The Green ICT online course essentially consists of: "read this introduction, now read this external reading, answer these questions, discuss, do this assignment". There is no presentation from a teacher and no multimedia equivalent, such as a video or slide show. Will this same approach work for an ANU course?

My intention would be to add another element to the process, which would be seminars or demonstrations. These would have a live presenter in a classroom. Unlike a conventional lecture, the detailed content of the course would not be covered. There would be none of the "repeat each important point three times" technique. Instead it would be assumed the students had read the readings and were interested enough to see an example of them put into practice. The presentations would be audio recorded, with notes and/or slides available. Screen casting or video would be used if this is available in the live presentation site.
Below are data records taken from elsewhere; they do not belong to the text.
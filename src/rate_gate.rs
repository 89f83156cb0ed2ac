//! Transfer-rate limiting using a token bucket
//!
//! The RateGate provides aggregate bandwidth limiting across all concurrent
//! downloads using a lock-free token bucket implementation.

use std::sync::Arc;
use std::sync::atomic::{AtomicU64, Ordering};
use std::time::{Duration, Instant};

/// Shared rate gate for all in-flight downloads
///
/// Uses a token bucket for efficient, lock-free bandwidth limiting. All
/// concurrent downloads share the same bucket, naturally distributing
/// bandwidth based on demand. The limit is fixed for the lifetime of the
/// gate; a run takes its configuration as an immutable snapshot.
///
/// # Algorithm
///
/// - Tokens represent bytes that can be transferred
/// - Tokens refill at a constant rate (`limit_bps`)
/// - Downloads acquire tokens before transferring data
/// - If insufficient tokens, the caller waits until refill
#[derive(Clone)]
pub struct RateGate {
    /// Rate limit in bytes per second (0 = unlimited)
    limit_bps: u64,
    /// Available tokens (current bucket capacity in bytes)
    tokens: Arc<AtomicU64>,
    /// Last refill timestamp (nanoseconds since arbitrary epoch)
    last_refill: Arc<AtomicU64>,
}

impl RateGate {
    /// Create a new RateGate with the specified limit
    ///
    /// # Arguments
    ///
    /// * `limit_bps` - Rate limit in bytes per second (None = unlimited)
    ///
    /// # Examples
    ///
    /// ```
    /// use telegram_media_dl::rate_gate::RateGate;
    ///
    /// // 10 MB/s limit
    /// let gate = RateGate::new(Some(10 * 1024 * 1024));
    ///
    /// // Unlimited
    /// let unlimited = RateGate::new(None);
    /// ```
    #[must_use]
    pub fn new(limit_bps: Option<u64>) -> Self {
        let limit = limit_bps.unwrap_or(0);
        let now = Self::now_nanos();

        Self {
            limit_bps: limit,
            tokens: Arc::new(AtomicU64::new(limit)),
            last_refill: Arc::new(AtomicU64::new(now)),
        }
    }

    /// Get the configured rate limit
    ///
    /// Returns None if unlimited, otherwise the limit in bytes per second.
    pub fn limit(&self) -> Option<u64> {
        if self.limit_bps == 0 {
            None
        } else {
            Some(self.limit_bps)
        }
    }

    /// Acquire permission to transfer the specified number of bytes
    ///
    /// Blocks until sufficient tokens are available. For an unlimited gate
    /// this returns immediately.
    pub async fn acquire(&self, bytes: u64) {
        // Fast path: nothing to acquire, or unlimited
        if bytes == 0 || self.limit_bps == 0 {
            return;
        }

        let mut remaining = bytes;

        loop {
            // Refill tokens based on elapsed time
            self.refill_tokens();

            // Try to consume available tokens (partial consumption allowed)
            let current_tokens = self.tokens.load(Ordering::SeqCst);
            let to_consume = remaining.min(current_tokens);

            if to_consume > 0 {
                if self
                    .tokens
                    .compare_exchange(
                        current_tokens,
                        current_tokens - to_consume,
                        Ordering::SeqCst,
                        Ordering::SeqCst,
                    )
                    .is_ok()
                {
                    remaining -= to_consume;
                    if remaining == 0 {
                        return;
                    }
                }
                // CAS failed or still have remaining, retry immediately
                continue;
            }

            // No tokens available, wait for refill. Sleep is capped at 100ms
            // so large requests make progress in bounded steps.
            let wait_ms = (remaining as f64 / self.limit_bps as f64 * 1000.0) as u64;
            tokio::time::sleep(Duration::from_millis(wait_ms.clamp(10, 100))).await;
        }
    }

    /// Refill tokens based on elapsed time since last refill
    fn refill_tokens(&self) {
        let now = Self::now_nanos();
        let last = self.last_refill.load(Ordering::SeqCst);

        let elapsed_nanos = now.saturating_sub(last);
        let elapsed_secs = elapsed_nanos as f64 / 1_000_000_000.0;

        // Bytes per second * seconds elapsed
        let tokens_to_add = (self.limit_bps as f64 * elapsed_secs) as u64;

        if tokens_to_add > 0
            && self
                .last_refill
                .compare_exchange(last, now, Ordering::SeqCst, Ordering::SeqCst)
                .is_ok()
        {
            // Add tokens, but cap at limit (bucket capacity)
            let current_tokens = self.tokens.load(Ordering::SeqCst);
            let new_tokens = (current_tokens + tokens_to_add).min(self.limit_bps);
            self.tokens.store(new_tokens, Ordering::SeqCst);
        }
    }

    /// Get current monotonic time in nanoseconds
    ///
    /// Uses a monotonic clock that is not affected by system time changes.
    /// The epoch is arbitrary but consistent within a process lifetime.
    fn now_nanos() -> u64 {
        static START: std::sync::OnceLock<Instant> = std::sync::OnceLock::new();
        let start = START.get_or_init(Instant::now);
        start.elapsed().as_nanos() as u64
    }
}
The tutorial/workshops should translate into the on-line environment reasonably well. In this case the students would get the same web based instruction sheet. They could attempt the exercises themselves or attend a face-to-face tutorial.

The detail and complexity of the lecture notes would be reduced by relying on the textbook. Previously I was reluctant to use a textbook for a web course, as it seemed to be contradictory to teach the use of online design using a printed document. Those electronic books which were available were of poor quality and used various proprietary formats making access difficult. However, Web Design in a Nutshell: A Desktop Quick Reference, by Jennifer Niederst Robbins (O'Reilly Media, Inc. 2006) is available online to the students, via the library. The layout is a very conservative conventional book format, but is reasonably readable. The students can also buy the conventional printed edition if they wish.

My task then is to simplify my previous material, convert it to a simple web format as used by LMS (I can use Moodle while waiting for the new ANU LMS), referecne the text book and incorporate the tutorial exercises. Then I need to be able to convince my colleagues that this will work and will be acceptable (I only teach part of the course).